The Nairobi Snake Park is located adjacent to the Nairobi National Museum at Museum Hill, approximately 10 minutes drive from the city centre. It was opened to the public in January 1961 with Jonathan Leakey as the first curator.
Live snakes were first exhibited at the Coryndon museum entrance on experimental basis in 1958. The snakes on display included: Rhinoceros Horned Viper, Boomslang, Garter snake, Gaboon Viper and the very rare Storms Water Cobra. In the following year, 1959, plans for the construction of a snake park surrounded by botanical gardens were put in motion.
With funds provided by the War Memorial Committee construction of the snake park was completed in 1960. At the time of construction the snake park was intended to provide a research facility on reptiles and breeding of snakes.

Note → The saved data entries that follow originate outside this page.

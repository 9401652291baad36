use crate::address::AddressError;
use jetton_minter::MinterError;
use soroban_sdk::InvokeError;
use thiserror::Error;

#[derive(Error, Debug)]
pub enum ClientError {
    #[error("Total amount {total} should be >= forward amount {forward}")]
    ForwardExceedsTotal { forward: i128, total: i128 },

    #[error("Minter rejected the request: {0:?}")]
    Contract(MinterError),

    #[error("Invocation aborted: {0}")]
    Invoke(String),

    #[error("Invalid configuration: {0}")]
    InvalidConfig(String),

    #[error("Configuration error: {0}")]
    Config(#[from] config::ConfigError),

    #[error(transparent)]
    Address(#[from] AddressError),

    #[error("IO error: {0}")]
    Io(#[from] std::io::Error),

    #[error("Wallet template hash mismatch: computed {computed}, host reported {reported}")]
    TemplateMismatch { computed: String, reported: String },

    #[error("Serialization error: {0}")]
    Serialization(#[from] serde_json::Error),
}

impl ClientError {
    /// Exit code reported by the contract, when the failure came from one.
    pub fn exit_code(&self) -> Option<u32> {
        match self {
            Self::Contract(e) => Some(*e as u32),
            _ => None,
        }
    }

    /// Fatal failures can never succeed on retry.
    pub fn is_fatal(&self) -> bool {
        matches!(self, Self::Contract(MinterError::CappedSupplyExceeded))
    }
}

/// Flatten the nested result of a generated `try_*` client call.
pub(crate) fn flatten_minter<T, C: std::fmt::Debug>(
    result: Result<Result<T, C>, Result<MinterError, InvokeError>>,
) -> Result<T, ClientError> {
    match result {
        Ok(Ok(value)) => Ok(value),
        Ok(Err(conversion)) => Err(ClientError::Invoke(format!(
            "unexpected return value: {:?}",
            conversion
        ))),
        Err(Ok(e)) => Err(ClientError::Contract(e)),
        Err(Err(invoke)) => Err(ClientError::Invoke(format!("{:?}", invoke))),
    }
}

/// Same as [`flatten_minter`] for calls whose failures are plain host errors.
pub(crate) fn flatten_host<T, C: std::fmt::Debug, E: std::fmt::Debug>(
    result: Result<Result<T, C>, Result<E, InvokeError>>,
) -> Result<T, ClientError> {
    match result {
        Ok(Ok(value)) => Ok(value),
        Ok(Err(conversion)) => Err(ClientError::Invoke(format!(
            "unexpected return value: {:?}",
            conversion
        ))),
        Err(Ok(e)) => Err(ClientError::Invoke(format!("{:?}", e))),
        Err(Err(invoke)) => Err(ClientError::Invoke(format!("{:?}", invoke))),
    }
}

#[cfg(test)]
mod tests {
    use super::*;

    #[test]
    fn test_capacity_error_is_fatal() {
        let err = ClientError::Contract(MinterError::CappedSupplyExceeded);
        assert!(err.is_fatal());
        assert_eq!(err.exit_code(), Some(256));
        assert!(err.to_string().contains("CappedSupplyExceeded"));
    }

    #[test]
    fn test_validation_errors_are_not_fatal() {
        let local = ClientError::ForwardExceedsTotal {
            forward: 10,
            total: 5,
        };
        assert!(!local.is_fatal());
        assert_eq!(local.exit_code(), None);

        let remote = ClientError::Contract(MinterError::ForwardExceedsPayment);
        assert!(!remote.is_fatal());
        assert_eq!(remote.exit_code(), Some(3));

        let auth = ClientError::Contract(MinterError::Unauthorized);
        assert!(!auth.is_fatal());
        assert_eq!(auth.exit_code(), Some(73));
    }

    #[test]
    fn test_flatten_minter_results() {
        let ok: Result<Result<i128, ()>, Result<MinterError, InvokeError>> = Ok(Ok(5));
        assert_eq!(flatten_minter(ok).unwrap(), 5);

        let contract: Result<Result<i128, ()>, Result<MinterError, InvokeError>> =
            Err(Ok(MinterError::InsufficientPayment));
        assert!(matches!(
            flatten_minter(contract),
            Err(ClientError::Contract(MinterError::InsufficientPayment))
        ));

        let aborted: Result<Result<i128, ()>, Result<MinterError, InvokeError>> =
            Err(Err(InvokeError::Abort));
        assert!(matches!(flatten_minter(aborted), Err(ClientError::Invoke(_))));
    }
}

Later it transformed into a shelter for rescued reptiles and amphibians.
In the 1950s most of the snake casts on the exhibitions were made from specimens donated by Mr C.J.P. Ionides. In 1954 alone, he donated 266 snakes, 205 lizards and 34 amphibians, and over the years donated some very rare species including an adult Storms’ Water Cobra from Lake Victoria.
Mr Leakey served as Curator of the Snake Park from January 1960 to November 1961. In 1962 Mr C. Webb took over and served until his death in 1964, at which time Mr J.O.P. Ashe took over. In August 2008 the Snake Park was closed to the public for renovations and re-opened in 2009.
The Snake Park exhibits different types of snakes, as the name suggests but also an aquarium with different species of fish (both marine and fresh water), crocodiles, alligators, birds, lizards, monitor lizards, turtles and tortoises.
The Snake Park offers rescue and rehabilitation services for reptiles, and disseminates information on aquarium fishes and reptiles. The snake park is a ‘live exhibition’ in that the ‘exhibits’ are alive unlike the ones in the museum itself.